Dataset entries:

★ ★ ★

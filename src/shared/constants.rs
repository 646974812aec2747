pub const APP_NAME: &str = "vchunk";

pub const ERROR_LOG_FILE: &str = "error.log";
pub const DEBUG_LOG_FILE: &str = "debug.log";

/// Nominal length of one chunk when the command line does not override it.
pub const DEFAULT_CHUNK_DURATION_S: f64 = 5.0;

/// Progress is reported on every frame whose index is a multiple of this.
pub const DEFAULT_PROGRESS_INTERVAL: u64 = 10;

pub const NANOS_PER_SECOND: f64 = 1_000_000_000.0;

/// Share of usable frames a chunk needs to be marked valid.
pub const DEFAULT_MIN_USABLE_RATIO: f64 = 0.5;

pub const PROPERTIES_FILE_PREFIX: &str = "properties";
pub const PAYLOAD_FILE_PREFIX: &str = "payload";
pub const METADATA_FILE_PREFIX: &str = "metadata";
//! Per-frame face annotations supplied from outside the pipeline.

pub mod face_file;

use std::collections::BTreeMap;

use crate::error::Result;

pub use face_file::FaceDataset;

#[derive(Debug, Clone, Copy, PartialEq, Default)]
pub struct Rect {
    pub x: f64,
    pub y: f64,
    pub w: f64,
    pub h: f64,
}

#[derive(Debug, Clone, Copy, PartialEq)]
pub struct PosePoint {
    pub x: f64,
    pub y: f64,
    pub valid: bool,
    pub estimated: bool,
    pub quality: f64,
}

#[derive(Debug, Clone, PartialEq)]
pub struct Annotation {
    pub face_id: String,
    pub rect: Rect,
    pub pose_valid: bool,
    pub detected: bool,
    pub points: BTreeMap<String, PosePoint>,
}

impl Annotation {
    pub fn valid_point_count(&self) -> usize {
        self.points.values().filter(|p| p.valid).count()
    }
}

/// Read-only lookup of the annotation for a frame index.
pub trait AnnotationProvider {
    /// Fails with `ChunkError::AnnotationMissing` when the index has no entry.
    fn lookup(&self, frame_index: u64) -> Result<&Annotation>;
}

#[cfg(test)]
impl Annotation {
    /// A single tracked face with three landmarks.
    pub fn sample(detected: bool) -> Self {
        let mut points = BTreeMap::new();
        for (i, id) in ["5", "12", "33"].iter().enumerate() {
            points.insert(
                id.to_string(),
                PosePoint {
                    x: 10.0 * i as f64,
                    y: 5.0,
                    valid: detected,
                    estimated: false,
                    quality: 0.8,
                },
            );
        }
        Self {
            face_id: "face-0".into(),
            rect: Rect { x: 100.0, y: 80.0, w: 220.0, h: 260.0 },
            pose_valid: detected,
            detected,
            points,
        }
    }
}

★ ★ ★

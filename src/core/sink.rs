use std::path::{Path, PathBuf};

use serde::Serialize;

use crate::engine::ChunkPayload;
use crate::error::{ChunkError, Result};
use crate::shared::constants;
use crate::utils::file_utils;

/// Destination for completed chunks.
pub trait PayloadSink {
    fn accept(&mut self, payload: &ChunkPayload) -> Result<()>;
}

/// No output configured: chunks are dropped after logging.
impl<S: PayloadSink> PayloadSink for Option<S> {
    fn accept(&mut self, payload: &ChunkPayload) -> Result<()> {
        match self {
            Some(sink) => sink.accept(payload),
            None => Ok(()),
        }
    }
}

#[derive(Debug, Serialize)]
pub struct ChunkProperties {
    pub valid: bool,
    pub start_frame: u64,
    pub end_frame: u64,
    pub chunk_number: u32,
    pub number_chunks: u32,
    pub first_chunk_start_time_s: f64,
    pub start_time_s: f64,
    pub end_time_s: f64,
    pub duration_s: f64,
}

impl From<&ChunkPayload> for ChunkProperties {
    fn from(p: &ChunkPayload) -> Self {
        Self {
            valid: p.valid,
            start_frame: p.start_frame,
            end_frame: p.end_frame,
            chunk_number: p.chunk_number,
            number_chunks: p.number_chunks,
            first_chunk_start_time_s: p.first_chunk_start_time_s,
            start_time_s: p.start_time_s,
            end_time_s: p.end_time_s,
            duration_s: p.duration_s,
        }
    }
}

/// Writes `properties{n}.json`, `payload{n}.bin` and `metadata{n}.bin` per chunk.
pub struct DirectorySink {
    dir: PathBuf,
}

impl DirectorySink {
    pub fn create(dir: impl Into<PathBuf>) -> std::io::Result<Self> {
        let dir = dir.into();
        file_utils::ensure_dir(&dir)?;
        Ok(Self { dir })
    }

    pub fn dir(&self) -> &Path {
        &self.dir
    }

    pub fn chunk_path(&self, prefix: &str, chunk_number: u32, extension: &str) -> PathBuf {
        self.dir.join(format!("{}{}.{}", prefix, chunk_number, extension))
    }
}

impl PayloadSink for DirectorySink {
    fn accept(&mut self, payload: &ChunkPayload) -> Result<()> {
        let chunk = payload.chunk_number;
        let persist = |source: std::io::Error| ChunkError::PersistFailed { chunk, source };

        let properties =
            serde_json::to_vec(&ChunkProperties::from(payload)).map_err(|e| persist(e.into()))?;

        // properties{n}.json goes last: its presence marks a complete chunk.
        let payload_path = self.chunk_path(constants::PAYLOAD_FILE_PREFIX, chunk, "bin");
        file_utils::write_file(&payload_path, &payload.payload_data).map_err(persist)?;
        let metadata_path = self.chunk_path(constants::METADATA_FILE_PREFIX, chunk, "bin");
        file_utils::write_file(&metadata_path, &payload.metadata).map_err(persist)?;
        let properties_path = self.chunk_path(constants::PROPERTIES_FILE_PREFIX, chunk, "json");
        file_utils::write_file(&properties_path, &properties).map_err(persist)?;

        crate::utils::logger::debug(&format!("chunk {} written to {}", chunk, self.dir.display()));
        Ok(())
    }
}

★ ★ ★

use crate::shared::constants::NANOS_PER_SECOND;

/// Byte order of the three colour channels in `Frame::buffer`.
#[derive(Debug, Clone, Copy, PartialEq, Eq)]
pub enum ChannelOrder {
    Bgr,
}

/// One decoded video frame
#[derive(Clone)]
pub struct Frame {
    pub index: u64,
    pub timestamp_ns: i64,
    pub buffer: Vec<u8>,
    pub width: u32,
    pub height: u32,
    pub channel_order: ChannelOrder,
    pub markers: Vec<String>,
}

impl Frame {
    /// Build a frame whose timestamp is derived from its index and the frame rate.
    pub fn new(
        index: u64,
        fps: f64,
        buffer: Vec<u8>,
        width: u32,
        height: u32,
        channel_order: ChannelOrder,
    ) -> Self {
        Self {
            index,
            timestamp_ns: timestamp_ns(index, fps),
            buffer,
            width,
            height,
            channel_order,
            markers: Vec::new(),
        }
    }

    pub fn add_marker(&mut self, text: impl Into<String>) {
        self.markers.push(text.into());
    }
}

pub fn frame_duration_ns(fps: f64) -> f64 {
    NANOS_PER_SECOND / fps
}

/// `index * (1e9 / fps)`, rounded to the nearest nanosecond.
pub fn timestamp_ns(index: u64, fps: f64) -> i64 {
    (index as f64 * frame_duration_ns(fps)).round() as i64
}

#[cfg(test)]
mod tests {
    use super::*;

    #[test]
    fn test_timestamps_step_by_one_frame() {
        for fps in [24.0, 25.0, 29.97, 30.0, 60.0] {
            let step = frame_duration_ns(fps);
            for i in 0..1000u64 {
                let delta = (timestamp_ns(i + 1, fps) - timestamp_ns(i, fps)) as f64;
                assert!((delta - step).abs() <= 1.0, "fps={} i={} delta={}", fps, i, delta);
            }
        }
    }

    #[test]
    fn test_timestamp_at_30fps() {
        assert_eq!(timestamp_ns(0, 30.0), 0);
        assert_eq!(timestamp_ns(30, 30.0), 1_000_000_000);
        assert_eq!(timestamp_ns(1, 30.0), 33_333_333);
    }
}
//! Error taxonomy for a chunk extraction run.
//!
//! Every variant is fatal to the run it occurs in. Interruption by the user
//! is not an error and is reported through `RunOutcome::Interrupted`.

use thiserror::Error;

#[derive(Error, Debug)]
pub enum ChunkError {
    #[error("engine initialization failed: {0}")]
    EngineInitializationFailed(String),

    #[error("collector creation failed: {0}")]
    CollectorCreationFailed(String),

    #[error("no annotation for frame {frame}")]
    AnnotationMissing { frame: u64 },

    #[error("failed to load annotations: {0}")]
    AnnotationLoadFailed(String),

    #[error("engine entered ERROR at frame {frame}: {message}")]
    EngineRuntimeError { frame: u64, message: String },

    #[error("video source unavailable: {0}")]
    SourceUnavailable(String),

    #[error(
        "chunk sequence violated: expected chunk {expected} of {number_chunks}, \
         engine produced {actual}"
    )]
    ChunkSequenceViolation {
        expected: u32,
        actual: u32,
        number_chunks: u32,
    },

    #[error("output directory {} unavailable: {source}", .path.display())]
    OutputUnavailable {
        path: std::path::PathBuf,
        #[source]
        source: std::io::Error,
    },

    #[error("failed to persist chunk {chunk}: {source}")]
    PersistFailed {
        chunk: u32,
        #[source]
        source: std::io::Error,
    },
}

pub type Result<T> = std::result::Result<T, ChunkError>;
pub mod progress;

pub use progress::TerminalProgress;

★ ★ ★

Go through the entries above and report every line in which the word "PayloadSink" appears.

pub trait PayloadSink {
impl<S: PayloadSink> PayloadSink for Option<S> {
impl PayloadSink for DirectorySink {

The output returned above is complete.